• [Instructions to follow]: Report each line below that carries the word "logged".

• [Entries shown]:
--
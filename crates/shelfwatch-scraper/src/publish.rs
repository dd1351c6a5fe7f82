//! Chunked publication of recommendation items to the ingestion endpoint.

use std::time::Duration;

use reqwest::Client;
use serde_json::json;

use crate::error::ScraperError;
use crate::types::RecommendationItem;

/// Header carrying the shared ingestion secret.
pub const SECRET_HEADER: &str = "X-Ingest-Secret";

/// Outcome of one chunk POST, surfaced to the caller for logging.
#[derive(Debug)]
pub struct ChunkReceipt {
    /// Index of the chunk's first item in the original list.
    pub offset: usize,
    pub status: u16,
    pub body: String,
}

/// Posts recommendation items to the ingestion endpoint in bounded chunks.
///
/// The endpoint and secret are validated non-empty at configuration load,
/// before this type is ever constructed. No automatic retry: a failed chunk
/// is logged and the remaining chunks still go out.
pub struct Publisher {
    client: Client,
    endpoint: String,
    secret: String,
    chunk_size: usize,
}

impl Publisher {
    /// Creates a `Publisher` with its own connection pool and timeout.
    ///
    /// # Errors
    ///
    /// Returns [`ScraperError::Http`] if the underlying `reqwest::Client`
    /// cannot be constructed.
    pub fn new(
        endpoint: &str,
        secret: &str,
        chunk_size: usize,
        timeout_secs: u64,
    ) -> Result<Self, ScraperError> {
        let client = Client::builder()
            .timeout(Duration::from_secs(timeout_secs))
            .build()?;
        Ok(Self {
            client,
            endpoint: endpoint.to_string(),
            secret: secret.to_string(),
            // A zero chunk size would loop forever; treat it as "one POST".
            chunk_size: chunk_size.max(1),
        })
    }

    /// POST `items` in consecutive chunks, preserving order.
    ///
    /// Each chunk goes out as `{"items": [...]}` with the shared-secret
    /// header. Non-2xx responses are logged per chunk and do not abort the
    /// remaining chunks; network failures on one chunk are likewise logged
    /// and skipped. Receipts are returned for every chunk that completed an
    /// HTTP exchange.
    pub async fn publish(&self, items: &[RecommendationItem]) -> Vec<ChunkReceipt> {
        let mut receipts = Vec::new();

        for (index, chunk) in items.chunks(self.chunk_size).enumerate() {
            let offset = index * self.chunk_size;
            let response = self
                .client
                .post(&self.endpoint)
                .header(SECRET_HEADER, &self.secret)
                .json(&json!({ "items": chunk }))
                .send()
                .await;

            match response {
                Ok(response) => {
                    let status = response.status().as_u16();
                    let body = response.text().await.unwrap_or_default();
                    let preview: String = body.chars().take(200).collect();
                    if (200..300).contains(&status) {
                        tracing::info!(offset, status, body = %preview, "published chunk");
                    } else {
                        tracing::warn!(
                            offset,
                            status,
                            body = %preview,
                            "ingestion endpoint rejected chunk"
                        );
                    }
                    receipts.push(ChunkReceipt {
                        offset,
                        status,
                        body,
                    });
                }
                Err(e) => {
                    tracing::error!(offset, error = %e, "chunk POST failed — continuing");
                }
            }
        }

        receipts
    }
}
--
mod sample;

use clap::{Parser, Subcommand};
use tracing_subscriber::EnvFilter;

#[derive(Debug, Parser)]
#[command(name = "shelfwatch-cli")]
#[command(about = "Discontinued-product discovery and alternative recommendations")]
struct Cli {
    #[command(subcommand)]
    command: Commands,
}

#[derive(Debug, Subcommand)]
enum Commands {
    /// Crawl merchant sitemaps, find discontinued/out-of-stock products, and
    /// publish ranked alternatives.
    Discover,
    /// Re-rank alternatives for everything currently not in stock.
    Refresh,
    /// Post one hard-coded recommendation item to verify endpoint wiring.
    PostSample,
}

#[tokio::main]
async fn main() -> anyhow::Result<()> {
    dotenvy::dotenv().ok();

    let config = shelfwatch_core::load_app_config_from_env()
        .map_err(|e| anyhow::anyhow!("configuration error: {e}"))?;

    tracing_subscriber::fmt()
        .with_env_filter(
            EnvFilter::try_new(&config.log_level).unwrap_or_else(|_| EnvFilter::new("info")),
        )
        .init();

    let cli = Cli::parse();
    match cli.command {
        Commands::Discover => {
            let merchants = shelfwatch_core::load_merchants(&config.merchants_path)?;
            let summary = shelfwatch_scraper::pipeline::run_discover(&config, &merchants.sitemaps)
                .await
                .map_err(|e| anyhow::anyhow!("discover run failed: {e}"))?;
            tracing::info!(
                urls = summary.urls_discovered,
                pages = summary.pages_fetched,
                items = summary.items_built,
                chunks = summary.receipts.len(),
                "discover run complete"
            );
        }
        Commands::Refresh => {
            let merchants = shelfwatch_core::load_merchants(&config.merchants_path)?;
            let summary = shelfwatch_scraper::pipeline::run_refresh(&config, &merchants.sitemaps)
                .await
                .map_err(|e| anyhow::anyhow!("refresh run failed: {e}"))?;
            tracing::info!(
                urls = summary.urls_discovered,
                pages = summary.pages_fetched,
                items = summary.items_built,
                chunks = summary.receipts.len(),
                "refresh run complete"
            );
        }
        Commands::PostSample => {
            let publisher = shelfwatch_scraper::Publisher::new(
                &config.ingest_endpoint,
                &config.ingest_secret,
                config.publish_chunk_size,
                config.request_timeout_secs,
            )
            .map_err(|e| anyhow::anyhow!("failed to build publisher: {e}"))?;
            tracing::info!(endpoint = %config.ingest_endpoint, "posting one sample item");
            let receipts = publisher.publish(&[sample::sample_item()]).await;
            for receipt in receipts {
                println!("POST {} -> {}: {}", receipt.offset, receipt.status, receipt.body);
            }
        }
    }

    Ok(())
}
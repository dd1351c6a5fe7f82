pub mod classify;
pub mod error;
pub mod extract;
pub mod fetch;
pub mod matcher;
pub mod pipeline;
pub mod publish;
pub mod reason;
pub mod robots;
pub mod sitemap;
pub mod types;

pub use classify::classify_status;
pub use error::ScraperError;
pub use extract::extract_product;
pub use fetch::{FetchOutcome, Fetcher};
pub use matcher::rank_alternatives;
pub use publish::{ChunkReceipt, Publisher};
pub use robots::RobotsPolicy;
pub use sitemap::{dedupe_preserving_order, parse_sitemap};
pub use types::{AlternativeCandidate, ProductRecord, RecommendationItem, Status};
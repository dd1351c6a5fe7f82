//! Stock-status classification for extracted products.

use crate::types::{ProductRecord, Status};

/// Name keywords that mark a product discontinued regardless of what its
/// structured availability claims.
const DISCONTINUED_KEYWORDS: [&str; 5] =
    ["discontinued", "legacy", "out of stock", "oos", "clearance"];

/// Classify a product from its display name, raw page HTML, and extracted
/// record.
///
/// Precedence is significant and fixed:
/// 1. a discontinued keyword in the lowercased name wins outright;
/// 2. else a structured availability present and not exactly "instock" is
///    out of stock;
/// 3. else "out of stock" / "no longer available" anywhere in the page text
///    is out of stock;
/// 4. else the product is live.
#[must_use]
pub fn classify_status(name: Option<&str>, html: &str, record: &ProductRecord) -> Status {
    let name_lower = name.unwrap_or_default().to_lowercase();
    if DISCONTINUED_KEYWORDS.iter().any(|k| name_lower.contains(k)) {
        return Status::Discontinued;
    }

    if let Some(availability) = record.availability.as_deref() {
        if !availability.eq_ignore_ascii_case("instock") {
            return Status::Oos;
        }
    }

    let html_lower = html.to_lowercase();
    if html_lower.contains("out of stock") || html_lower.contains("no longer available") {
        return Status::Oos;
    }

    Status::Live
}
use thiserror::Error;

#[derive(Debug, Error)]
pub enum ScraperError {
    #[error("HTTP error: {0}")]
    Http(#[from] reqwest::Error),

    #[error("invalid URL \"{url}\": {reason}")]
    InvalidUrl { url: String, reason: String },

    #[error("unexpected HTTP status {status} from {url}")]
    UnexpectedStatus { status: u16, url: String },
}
--
• [Solution to the exercise]:
/// is logged and the remaining chunks still go out.
    /// header. Non-2xx responses are logged per chunk and do not abort the
    /// remaining chunks; network failures on one chunk are likewise logged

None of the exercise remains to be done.